A trajetória do Mandic está bem documentada em vários artigos, mas a figura humana nem sempre transparece nos textos. Ele era de movimentos não previsíveis, um “alvo móvel”, como numa das frases de que gostava: “pior do que mudar de ideia, é não ter ideia para mudar”. Desde o começo difícil e ousado até o sucesso obtido no final dos 90, passou ele por muitas fases diferentes. Chegou a possuir automóveis de luxo e até um pequeno avião, mas reavaliou seus objetivos, vendeu tudo e se limitou a um fusquinha azul, 72. Ao mesmo tempo em que mantinha uma sofisticada coleção de vinhos, ia comer em bares simples, desde que com comida e preço honestos.

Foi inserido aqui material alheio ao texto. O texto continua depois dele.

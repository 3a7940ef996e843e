//! # Ping Protocols
//!
//! Keep-alive on the channel heartbeat. The 31402 variant sends bare pings
//! and ignores incoming ones; the 60001 (BIP 31) variant carries a nonce,
//! answers incoming pings with matching pongs, and terminates peers that
//! fail to echo in time.

use std::sync::Arc;

use parking_lot::Mutex;
use rand::Rng;
use tracing::{debug, trace};

use btcnet_messages::{Ping, Pong};

use crate::channel::Channel;
use crate::error::Error;
use crate::protocols::{attach, Protocol};

/// Pre-BIP31 keep-alive: empty pings on the heartbeat, incoming ignored.
pub struct ProtocolPing31402 {
    channel: Arc<Channel>,
}

impl ProtocolPing31402 {
    pub fn attach(channel: Arc<Channel>) {
        attach(Arc::new(Self { channel }));
    }
}

impl Protocol for ProtocolPing31402 {
    const NAME: &'static str = "ping";

    fn channel(&self) -> &Arc<Channel> {
        &self.channel
    }

    fn start(self: Arc<Self>) {
        debug_assert!(self.channel.strand().stranded());

        let beats = Arc::clone(&self);
        let _ = self.channel.subscribe_heartbeat(move |event| {
            if event.is_err() || beats.stopped() {
                return false;
            }
            beats.channel.send(&Ping { nonce: 0 }, |_| {});
            true
        });

        // Subscribed so incoming pings are parsed and dropped, not fatal.
        let _ = self.channel.subscribe::<Ping>(|event| event.is_ok());
    }
}

/// BIP 31 keep-alive with nonce tracking.
pub struct ProtocolPing60001 {
    channel: Arc<Channel>,
    pending: Mutex<Option<u64>>,
}

impl ProtocolPing60001 {
    pub fn attach(channel: Arc<Channel>) {
        attach(Arc::new(Self {
            channel,
            pending: Mutex::new(None),
        }));
    }

    fn handle_heartbeat(&self) -> bool {
        if self.stopped() {
            return false;
        }

        let mut pending = self.pending.lock();
        if pending.is_some() {
            // The previous ping was never answered.
            debug!(peer = %self.authority(), "ping unanswered");
            drop(pending);
            self.stop(Error::ChannelInactive);
            return false;
        }

        let nonce = rand::thread_rng().gen_range(1..u64::MAX);
        *pending = Some(nonce);
        drop(pending);

        trace!(peer = %self.authority(), nonce, "sending ping");
        self.channel.send(&Ping { nonce }, |_| {});
        true
    }

    fn handle_ping(&self, event: Result<&Arc<Ping>, Error>) -> bool {
        let Ok(ping) = event else { return false };
        if self.stopped() {
            return false;
        }

        self.channel.send(&Pong { nonce: ping.nonce }, |_| {});
        true
    }

    fn handle_pong(&self, event: Result<&Arc<Pong>, Error>) -> bool {
        let Ok(pong) = event else { return false };
        if self.stopped() {
            return false;
        }

        let expected = self.pending.lock().take();
        match expected {
            Some(nonce) if nonce == pong.nonce => {
                trace!(peer = %self.authority(), nonce, "pong matched");
                true
            }
            _ => {
                // Unsolicited or mismatched; the peer is not speaking the
                // protocol we negotiated.
                debug!(
                    peer = %self.authority(),
                    received = pong.nonce,
                    "pong nonce mismatch"
                );
                self.stop(Error::ProtocolViolation);
                false
            }
        }
    }
}

impl Protocol for ProtocolPing60001 {
    const NAME: &'static str = "ping";

    fn channel(&self) -> &Arc<Channel> {
        &self.channel
    }

    fn start(self: Arc<Self>) {
        debug_assert!(self.channel.strand().stranded());

        let beats = Arc::clone(&self);
        let _ = self
            .channel
            .subscribe_heartbeat(move |event| event.is_ok() && beats.handle_heartbeat());

        let pings = Arc::clone(&self);
        let _ = self
            .channel
            .subscribe::<Ping>(move |event| pings.handle_ping(event));

        let pongs = Arc::clone(&self);
        let _ = self
            .channel
            .subscribe::<Pong>(move |event| pongs.handle_pong(event));
    }
}

#[cfg(test)]
mod tests {
    use super::*;
    use crate::test_utils::make_channel;
    use std::sync::mpsc;
    use std::time::Duration;

    fn make_protocol(pending: Option<u64>) -> (crate::threadpool::Threadpool, Arc<ProtocolPing60001>) {
        let fixture = make_channel(|_| {}, false);
        let protocol = Arc::new(ProtocolPing60001 {
            channel: fixture.channel,
            pending: Mutex::new(pending),
        });
        (fixture.pool, protocol)
    }

    #[test]
    fn test_matching_pong_clears_pending() {
        let (_pool, protocol) = make_protocol(Some(7));

        let retained = protocol.handle_pong(Ok(&Arc::new(Pong { nonce: 7 })));
        assert!(retained);
        assert!(protocol.pending.lock().is_none());
        assert!(!protocol.channel.stopped());
    }

    #[test]
    fn test_mismatched_pong_is_protocol_violation() {
        let (_pool, protocol) = make_protocol(Some(7));
        let (tx, rx) = mpsc::channel();
        protocol
            .channel
            .subscribe_stop(move |code| tx.send(code).unwrap())
            .unwrap();

        let retained = protocol.handle_pong(Ok(&Arc::new(Pong { nonce: 5 })));
        assert!(!retained);
        assert_eq!(
            rx.recv_timeout(Duration::from_secs(5)).unwrap(),
            Error::ProtocolViolation
        );
        // The stop subscription fires once; no second delivery.
        assert!(rx.recv_timeout(Duration::from_millis(200)).is_err());
    }

    #[test]
    fn test_unsolicited_pong_is_protocol_violation() {
        let (_pool, protocol) = make_protocol(None);
        let (tx, rx) = mpsc::channel();
        protocol
            .channel
            .subscribe_stop(move |code| tx.send(code).unwrap())
            .unwrap();

        assert!(!protocol.handle_pong(Ok(&Arc::new(Pong { nonce: 9 }))));
        assert_eq!(
            rx.recv_timeout(Duration::from_secs(5)).unwrap(),
            Error::ProtocolViolation
        );
    }

    #[test]
    fn test_unanswered_ping_is_channel_inactive() {
        let (_pool, protocol) = make_protocol(Some(3));
        let (tx, rx) = mpsc::channel();
        protocol
            .channel
            .subscribe_stop(move |code| tx.send(code).unwrap())
            .unwrap();

        assert!(!protocol.handle_heartbeat());
        assert_eq!(
            rx.recv_timeout(Duration::from_secs(5)).unwrap(),
            Error::ChannelInactive
        );
    }

    #[test]
    fn test_heartbeat_sends_and_tracks_nonce() {
        let (_pool, protocol) = make_protocol(None);
        assert!(protocol.handle_heartbeat());
        assert!(protocol.pending.lock().is_some());
    }
}
//! # Reject (BIP 61)
//!
//! Peer-reported failure notices. Deprecated upstream but still emitted by
//! older peers; the reject protocol logs them.

use crate::codec::{MessageError, Reader, WriteExt};
use crate::identifier::Identifier;
use crate::payload::Payload;

/// Reject reason codes defined by BIP 61.
#[derive(Debug, Clone, Copy, PartialEq, Eq)]
pub enum RejectCode {
    Malformed,
    Invalid,
    Obsolete,
    Duplicate,
    NonStandard,
    Dust,
    InsufficientFee,
    Checkpoint,
    Undefined(u8),
}

impl RejectCode {
    pub fn to_byte(self) -> u8 {
        match self {
            RejectCode::Malformed => 0x01,
            RejectCode::Invalid => 0x10,
            RejectCode::Obsolete => 0x11,
            RejectCode::Duplicate => 0x12,
            RejectCode::NonStandard => 0x40,
            RejectCode::Dust => 0x41,
            RejectCode::InsufficientFee => 0x42,
            RejectCode::Checkpoint => 0x43,
            RejectCode::Undefined(byte) => byte,
        }
    }

    pub fn from_byte(byte: u8) -> Self {
        match byte {
            0x01 => RejectCode::Malformed,
            0x10 => RejectCode::Invalid,
            0x11 => RejectCode::Obsolete,
            0x12 => RejectCode::Duplicate,
            0x40 => RejectCode::NonStandard,
            0x41 => RejectCode::Dust,
            0x42 => RejectCode::InsufficientFee,
            0x43 => RejectCode::Checkpoint,
            other => RejectCode::Undefined(other),
        }
    }
}

/// The `reject` message.
#[derive(Debug, Clone, PartialEq, Eq)]
pub struct Reject {
    /// Command string of the rejected message.
    pub message: String,
    pub code: RejectCode,
    pub reason: String,
    /// Object hash for block/tx rejections, empty otherwise.
    pub data: Vec<u8>,
}

impl Payload for Reject {
    const IDENTIFIER: Identifier = Identifier::Reject;

    fn serialize(&self, _version: u32, out: &mut Vec<u8>) {
        out.put_var_string(&self.message);
        out.put_u8(self.code.to_byte());
        out.put_var_string(&self.reason);
        out.put_bytes(&self.data);
    }

    fn deserialize(_version: u32, payload: &[u8]) -> Result<Self, MessageError> {
        let mut reader = Reader::new(payload);
        let message = reader.read_var_string()?;
        let code = RejectCode::from_byte(reader.read_u8()?);
        let reason = reader.read_var_string()?;
        let data = reader.read_bytes(reader.remaining())?.to_vec();
        Ok(Self {
            message,
            code,
            reason,
            data,
        })
    }
}

#[cfg(test)]
mod tests {
    use super::*;
    use crate::version::level;

    #[test]
    fn test_reject_round_trip_with_hash() {
        let reject = Reject {
            message: "tx".into(),
            code: RejectCode::InsufficientFee,
            reason: "insufficient fee".into(),
            data: vec![0xaa; 32],
        };
        let mut buf = Vec::new();
        reject.serialize(level::BIP61, &mut buf);
        assert_eq!(Reject::deserialize(level::BIP61, &buf).unwrap(), reject);
    }

    #[test]
    fn test_reject_round_trip_without_data() {
        let reject = Reject {
            message: "version".into(),
            code: RejectCode::Obsolete,
            reason: "obsolete version".into(),
            data: Vec::new(),
        };
        let mut buf = Vec::new();
        reject.serialize(level::BIP61, &mut buf);
        assert_eq!(Reject::deserialize(level::BIP61, &buf).unwrap(), reject);
    }

    #[test]
    fn test_undefined_code_preserved() {
        assert_eq!(RejectCode::from_byte(0x77).to_byte(), 0x77);
    }
}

Mandic foi, sobretudo, um empreendedor com visão do futuro que sempre apoiou a equipe técnica que tinha montado, e preservou seu clã de amigos. Permito-me um falso cognato com seu sobrenome: a avó paterna dele era de Corfu, Grécia. Em grego, “profetizador” é “mandis”, donde vem “cartomante”, aquele que adivinha vendo cartas. Se Mandic previu o futuro observando a rede (que é “dictyo”, em grego), poderia ter cunhado o neologismo “dictiomante”.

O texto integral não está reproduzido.